EXERCISE DIRECTIONS
Repeat exactly the lines from the start of the material below up to and including the "pub mod smtp;" line.

· · ·

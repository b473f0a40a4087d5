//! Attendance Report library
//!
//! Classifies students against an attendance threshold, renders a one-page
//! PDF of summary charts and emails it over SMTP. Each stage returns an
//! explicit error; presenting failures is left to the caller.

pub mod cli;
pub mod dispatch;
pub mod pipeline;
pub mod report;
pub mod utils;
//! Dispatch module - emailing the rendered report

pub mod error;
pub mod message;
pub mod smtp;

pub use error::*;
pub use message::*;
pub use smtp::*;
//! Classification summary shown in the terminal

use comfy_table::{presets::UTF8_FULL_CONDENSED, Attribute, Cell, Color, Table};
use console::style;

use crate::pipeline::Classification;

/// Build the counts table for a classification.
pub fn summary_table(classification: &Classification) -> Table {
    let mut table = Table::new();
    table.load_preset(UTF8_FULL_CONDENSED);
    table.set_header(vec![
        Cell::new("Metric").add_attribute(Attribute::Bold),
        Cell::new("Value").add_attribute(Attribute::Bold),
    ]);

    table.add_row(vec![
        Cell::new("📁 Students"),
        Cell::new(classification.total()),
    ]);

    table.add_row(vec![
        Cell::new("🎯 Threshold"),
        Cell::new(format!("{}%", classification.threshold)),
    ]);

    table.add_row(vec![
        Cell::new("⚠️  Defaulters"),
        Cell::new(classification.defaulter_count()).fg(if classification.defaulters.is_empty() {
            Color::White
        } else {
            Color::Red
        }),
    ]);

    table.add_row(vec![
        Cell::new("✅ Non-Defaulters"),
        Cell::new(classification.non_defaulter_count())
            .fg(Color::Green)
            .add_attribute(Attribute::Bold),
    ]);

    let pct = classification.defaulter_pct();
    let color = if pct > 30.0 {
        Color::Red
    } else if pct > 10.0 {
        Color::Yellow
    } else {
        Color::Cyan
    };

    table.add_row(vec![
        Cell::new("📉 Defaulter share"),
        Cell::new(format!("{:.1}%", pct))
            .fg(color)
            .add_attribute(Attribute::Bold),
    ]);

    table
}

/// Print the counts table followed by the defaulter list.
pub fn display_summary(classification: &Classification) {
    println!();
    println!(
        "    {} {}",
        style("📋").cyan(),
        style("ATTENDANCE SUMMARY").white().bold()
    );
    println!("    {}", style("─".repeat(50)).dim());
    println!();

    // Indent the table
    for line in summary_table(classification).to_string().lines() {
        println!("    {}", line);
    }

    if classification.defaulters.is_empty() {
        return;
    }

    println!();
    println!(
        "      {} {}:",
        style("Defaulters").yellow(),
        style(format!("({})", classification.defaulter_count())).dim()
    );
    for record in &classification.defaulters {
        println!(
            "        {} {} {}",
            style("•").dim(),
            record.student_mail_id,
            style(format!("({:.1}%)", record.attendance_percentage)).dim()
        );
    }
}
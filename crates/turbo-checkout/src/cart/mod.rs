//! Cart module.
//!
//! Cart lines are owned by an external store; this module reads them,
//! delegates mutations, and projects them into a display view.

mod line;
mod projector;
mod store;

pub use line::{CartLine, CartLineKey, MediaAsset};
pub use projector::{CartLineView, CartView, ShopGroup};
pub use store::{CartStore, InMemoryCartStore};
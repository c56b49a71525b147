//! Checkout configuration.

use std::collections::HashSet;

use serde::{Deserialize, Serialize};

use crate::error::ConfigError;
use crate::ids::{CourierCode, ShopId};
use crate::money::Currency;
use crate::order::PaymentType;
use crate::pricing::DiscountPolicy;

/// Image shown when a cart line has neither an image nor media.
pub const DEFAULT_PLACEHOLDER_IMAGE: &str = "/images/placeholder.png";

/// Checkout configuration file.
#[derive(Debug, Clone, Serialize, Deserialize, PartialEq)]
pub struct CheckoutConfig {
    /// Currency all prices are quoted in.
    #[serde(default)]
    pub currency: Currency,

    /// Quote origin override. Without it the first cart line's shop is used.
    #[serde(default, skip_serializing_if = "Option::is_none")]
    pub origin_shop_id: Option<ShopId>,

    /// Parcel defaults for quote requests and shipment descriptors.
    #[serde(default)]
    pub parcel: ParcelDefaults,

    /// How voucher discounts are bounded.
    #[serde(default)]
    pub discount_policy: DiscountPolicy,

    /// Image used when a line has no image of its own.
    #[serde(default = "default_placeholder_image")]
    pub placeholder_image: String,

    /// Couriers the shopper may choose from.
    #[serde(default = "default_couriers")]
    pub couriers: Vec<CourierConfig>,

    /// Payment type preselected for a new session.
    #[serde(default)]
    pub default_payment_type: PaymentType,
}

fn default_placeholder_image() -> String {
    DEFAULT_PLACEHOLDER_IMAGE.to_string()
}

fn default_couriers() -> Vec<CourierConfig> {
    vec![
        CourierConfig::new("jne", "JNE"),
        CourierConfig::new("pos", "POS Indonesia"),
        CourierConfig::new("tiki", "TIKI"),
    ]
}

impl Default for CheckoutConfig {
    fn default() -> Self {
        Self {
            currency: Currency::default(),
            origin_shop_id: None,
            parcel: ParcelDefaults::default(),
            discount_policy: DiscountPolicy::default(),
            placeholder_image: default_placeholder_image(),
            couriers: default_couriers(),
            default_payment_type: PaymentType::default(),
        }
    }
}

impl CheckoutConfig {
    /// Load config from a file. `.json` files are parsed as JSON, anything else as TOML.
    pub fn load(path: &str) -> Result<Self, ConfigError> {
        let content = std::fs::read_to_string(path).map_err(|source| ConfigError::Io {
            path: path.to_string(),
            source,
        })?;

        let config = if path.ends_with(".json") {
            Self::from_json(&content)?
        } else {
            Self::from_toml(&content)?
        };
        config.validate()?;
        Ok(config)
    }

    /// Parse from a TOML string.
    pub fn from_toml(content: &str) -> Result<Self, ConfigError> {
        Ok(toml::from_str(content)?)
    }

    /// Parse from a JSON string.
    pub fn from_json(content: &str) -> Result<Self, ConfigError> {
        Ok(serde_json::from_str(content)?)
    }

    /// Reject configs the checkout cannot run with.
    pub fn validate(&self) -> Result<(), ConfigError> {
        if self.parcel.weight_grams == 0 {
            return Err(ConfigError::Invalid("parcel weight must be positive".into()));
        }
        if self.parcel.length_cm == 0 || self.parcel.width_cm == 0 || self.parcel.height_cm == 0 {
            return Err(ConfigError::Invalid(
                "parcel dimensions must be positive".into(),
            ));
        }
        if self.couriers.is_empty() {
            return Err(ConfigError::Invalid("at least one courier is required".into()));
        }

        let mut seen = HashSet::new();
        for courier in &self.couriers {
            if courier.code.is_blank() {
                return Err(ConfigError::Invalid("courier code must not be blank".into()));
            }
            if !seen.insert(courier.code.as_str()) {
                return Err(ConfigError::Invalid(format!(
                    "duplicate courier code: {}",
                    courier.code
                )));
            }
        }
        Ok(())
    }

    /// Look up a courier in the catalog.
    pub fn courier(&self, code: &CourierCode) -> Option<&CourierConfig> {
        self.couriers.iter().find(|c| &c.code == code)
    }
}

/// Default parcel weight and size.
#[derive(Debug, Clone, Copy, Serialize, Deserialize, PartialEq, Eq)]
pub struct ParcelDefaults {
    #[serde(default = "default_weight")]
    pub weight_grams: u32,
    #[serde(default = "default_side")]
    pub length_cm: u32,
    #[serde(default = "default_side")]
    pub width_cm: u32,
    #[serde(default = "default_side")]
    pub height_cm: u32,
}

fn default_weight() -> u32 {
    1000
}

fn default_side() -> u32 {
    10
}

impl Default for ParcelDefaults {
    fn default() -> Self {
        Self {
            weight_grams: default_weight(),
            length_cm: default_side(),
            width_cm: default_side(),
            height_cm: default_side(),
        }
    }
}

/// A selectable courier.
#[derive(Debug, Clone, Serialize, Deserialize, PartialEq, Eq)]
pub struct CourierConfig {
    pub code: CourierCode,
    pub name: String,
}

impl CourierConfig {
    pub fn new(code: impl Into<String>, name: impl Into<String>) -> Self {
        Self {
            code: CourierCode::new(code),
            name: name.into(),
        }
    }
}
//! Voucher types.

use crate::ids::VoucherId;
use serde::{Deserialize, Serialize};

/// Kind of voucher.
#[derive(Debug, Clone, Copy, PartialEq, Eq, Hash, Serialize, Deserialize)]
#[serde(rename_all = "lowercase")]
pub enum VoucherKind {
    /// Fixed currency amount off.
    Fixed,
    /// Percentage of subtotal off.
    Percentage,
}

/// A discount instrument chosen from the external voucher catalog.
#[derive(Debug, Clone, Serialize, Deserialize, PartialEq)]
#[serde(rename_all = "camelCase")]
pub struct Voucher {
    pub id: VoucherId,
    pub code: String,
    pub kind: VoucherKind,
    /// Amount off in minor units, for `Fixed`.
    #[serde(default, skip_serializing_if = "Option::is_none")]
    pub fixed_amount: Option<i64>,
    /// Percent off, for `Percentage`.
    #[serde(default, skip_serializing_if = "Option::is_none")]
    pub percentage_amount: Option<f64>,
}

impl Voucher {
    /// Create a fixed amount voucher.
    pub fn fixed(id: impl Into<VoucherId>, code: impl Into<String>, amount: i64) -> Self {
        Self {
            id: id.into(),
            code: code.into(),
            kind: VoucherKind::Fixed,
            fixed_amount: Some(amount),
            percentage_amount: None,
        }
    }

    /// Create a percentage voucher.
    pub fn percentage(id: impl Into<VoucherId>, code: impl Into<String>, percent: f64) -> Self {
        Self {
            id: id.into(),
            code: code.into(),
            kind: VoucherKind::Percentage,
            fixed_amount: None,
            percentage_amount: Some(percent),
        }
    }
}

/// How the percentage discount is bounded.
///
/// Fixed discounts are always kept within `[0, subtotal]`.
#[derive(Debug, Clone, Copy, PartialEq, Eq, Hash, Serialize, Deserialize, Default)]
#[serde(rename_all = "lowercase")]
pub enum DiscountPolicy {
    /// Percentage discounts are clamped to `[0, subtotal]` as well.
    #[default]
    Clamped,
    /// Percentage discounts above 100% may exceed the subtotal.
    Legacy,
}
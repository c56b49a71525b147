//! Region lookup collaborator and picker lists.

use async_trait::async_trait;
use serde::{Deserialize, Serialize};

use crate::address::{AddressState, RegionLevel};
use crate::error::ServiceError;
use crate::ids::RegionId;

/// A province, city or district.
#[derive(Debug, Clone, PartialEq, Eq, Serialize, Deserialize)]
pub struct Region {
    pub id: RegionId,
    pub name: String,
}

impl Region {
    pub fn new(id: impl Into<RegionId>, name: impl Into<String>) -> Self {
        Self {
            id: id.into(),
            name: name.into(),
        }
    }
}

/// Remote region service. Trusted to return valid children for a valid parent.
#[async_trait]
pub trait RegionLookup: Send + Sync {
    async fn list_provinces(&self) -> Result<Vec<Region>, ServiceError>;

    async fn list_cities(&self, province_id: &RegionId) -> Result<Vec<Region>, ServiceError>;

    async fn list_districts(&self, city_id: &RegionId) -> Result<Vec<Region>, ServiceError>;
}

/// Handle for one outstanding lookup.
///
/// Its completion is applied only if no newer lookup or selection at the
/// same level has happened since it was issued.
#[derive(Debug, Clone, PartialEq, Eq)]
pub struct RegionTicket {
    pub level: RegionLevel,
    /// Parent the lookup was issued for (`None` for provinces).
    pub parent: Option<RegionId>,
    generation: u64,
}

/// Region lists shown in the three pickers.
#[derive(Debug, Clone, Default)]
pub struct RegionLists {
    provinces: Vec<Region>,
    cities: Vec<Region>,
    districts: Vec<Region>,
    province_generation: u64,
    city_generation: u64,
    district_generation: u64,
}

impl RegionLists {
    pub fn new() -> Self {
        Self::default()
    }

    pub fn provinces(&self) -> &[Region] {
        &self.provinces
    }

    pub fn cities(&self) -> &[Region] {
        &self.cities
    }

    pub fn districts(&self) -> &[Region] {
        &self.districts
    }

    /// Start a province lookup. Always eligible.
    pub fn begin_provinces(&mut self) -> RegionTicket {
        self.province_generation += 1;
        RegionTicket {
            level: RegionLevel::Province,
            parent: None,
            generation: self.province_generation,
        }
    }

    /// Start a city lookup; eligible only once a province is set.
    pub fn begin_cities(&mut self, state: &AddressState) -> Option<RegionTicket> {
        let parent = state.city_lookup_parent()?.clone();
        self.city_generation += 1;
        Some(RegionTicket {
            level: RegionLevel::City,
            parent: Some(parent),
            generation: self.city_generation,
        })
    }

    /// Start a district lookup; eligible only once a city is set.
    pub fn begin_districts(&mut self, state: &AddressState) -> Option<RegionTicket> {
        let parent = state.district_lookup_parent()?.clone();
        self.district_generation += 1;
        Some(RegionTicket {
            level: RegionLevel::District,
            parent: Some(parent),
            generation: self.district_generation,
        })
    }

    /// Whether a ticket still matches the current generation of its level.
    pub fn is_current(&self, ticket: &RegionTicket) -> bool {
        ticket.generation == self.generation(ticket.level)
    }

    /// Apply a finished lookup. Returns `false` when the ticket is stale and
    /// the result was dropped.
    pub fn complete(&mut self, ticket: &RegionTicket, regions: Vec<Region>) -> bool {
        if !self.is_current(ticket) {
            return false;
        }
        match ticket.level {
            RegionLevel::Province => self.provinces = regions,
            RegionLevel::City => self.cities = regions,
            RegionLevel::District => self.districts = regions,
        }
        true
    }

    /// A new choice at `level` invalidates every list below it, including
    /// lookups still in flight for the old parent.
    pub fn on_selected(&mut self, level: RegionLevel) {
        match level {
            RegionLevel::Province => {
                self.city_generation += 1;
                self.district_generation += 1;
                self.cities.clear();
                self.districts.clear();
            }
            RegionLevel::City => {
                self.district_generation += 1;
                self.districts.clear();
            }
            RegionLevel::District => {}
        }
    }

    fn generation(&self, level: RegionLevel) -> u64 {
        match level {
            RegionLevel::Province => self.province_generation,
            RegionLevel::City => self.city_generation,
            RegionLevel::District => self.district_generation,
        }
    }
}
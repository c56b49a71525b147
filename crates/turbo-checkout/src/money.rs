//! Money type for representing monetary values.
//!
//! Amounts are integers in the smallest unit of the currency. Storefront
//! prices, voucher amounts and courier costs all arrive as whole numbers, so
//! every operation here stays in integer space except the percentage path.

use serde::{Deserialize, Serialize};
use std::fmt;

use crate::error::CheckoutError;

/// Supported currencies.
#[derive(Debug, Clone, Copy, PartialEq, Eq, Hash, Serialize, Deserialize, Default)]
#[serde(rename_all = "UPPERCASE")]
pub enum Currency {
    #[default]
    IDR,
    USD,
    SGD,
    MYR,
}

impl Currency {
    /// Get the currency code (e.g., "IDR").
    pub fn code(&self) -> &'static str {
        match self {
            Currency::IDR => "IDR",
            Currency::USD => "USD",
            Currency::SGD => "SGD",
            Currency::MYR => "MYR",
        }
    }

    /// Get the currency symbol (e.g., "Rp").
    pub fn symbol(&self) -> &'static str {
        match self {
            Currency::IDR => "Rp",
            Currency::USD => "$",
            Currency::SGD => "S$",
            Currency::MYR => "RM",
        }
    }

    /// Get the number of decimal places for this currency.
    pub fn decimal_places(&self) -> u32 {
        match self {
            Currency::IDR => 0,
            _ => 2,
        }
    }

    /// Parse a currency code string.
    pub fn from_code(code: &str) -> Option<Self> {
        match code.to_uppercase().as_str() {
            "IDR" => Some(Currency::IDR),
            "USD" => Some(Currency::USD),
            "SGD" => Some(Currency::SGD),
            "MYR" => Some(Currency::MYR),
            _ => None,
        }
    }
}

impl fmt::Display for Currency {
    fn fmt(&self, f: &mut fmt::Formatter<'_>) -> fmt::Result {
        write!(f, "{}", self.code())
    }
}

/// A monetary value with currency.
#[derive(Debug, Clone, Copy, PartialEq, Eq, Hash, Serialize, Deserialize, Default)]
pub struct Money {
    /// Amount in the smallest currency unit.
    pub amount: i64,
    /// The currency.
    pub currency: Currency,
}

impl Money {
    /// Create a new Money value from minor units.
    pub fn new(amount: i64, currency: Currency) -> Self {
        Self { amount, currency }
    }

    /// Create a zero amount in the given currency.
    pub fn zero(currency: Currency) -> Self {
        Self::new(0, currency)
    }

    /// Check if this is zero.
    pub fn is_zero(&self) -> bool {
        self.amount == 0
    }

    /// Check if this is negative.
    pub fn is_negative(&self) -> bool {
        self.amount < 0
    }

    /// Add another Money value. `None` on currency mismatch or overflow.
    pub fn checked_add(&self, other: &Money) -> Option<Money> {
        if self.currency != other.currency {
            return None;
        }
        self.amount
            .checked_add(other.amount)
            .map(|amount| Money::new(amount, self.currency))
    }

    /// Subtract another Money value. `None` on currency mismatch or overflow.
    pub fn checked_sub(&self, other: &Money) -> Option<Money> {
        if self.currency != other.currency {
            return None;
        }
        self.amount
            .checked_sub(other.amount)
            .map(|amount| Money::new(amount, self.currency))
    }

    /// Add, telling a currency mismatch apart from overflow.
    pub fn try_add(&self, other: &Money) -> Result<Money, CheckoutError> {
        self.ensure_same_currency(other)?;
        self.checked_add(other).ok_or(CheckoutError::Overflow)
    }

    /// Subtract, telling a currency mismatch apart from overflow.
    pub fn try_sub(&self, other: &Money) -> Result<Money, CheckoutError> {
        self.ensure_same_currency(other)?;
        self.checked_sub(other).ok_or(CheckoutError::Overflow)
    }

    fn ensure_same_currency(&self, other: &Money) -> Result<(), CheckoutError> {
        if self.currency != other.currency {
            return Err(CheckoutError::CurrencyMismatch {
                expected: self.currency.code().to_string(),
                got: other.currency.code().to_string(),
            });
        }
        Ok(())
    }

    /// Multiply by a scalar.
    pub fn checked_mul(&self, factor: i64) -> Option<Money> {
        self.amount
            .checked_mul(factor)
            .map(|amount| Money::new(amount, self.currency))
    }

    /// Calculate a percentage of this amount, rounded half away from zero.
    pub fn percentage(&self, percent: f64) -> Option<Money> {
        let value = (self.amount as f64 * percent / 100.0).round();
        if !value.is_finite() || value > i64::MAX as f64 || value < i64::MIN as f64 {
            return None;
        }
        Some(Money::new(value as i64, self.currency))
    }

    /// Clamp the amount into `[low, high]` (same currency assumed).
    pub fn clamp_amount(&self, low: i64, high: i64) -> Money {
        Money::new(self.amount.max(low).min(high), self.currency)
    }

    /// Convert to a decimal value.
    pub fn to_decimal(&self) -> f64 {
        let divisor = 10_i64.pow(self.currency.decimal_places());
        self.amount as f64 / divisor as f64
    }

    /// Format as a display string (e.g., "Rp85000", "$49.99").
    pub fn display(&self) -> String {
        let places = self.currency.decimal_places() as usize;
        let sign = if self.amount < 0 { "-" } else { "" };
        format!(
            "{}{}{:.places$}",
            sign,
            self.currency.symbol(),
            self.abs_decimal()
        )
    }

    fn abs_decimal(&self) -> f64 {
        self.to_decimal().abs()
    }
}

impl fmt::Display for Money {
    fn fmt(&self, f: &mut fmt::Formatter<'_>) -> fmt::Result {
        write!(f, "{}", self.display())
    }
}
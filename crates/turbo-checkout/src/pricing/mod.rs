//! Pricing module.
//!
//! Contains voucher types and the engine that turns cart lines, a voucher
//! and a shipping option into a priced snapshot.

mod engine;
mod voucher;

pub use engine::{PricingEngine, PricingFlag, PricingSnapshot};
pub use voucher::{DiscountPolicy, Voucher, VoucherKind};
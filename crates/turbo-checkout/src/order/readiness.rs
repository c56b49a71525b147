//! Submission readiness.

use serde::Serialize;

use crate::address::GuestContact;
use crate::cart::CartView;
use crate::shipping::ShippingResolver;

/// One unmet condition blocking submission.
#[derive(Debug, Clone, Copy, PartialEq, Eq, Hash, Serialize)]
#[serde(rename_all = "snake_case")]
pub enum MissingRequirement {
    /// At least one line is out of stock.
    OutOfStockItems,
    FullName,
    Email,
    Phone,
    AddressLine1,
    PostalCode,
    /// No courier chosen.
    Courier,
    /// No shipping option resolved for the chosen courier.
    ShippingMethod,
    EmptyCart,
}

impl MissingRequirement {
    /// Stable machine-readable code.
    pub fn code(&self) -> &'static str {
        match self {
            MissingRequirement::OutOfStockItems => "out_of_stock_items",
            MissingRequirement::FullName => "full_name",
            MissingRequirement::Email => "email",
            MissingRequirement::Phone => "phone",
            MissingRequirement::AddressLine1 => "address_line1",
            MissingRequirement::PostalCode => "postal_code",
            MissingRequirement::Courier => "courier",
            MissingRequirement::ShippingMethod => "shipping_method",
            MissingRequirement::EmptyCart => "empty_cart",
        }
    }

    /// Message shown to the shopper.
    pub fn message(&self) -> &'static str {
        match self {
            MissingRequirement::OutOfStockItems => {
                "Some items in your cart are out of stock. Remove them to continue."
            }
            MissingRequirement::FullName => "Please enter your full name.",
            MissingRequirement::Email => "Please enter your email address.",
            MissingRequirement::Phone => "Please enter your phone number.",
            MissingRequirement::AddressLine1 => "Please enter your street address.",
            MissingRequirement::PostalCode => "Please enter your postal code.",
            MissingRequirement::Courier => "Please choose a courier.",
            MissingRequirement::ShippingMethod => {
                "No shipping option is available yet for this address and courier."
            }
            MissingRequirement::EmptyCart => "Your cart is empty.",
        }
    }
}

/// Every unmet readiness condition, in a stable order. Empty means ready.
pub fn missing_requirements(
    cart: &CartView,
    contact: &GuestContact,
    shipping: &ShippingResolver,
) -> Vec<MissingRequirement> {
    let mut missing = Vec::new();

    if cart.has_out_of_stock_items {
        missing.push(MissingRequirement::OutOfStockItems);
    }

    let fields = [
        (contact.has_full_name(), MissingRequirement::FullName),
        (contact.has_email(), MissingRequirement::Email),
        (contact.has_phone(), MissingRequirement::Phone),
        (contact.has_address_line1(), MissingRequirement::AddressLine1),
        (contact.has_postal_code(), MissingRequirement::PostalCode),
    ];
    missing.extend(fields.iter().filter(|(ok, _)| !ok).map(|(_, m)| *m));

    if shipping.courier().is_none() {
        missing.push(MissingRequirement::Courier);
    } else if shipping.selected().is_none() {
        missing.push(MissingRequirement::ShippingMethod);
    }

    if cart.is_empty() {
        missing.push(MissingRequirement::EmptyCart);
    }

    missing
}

· · ·

RESULT FOR THIS TASK
repository b473f0a40a4087d5
//! Attendance Report library
//!
//! Classifies students against an attendance threshold, renders a one-page
//! PDF of summary charts and emails it over SMTP. Each stage returns an
//! explicit error; presenting failures is left to the caller.

pub mod cli;
pub mod dispatch;
pub mod pipeline;
pub mod report;
pub mod utils;
//! Dispatch module - emailing the rendered report

pub mod error;
pub mod message;
pub mod smtp;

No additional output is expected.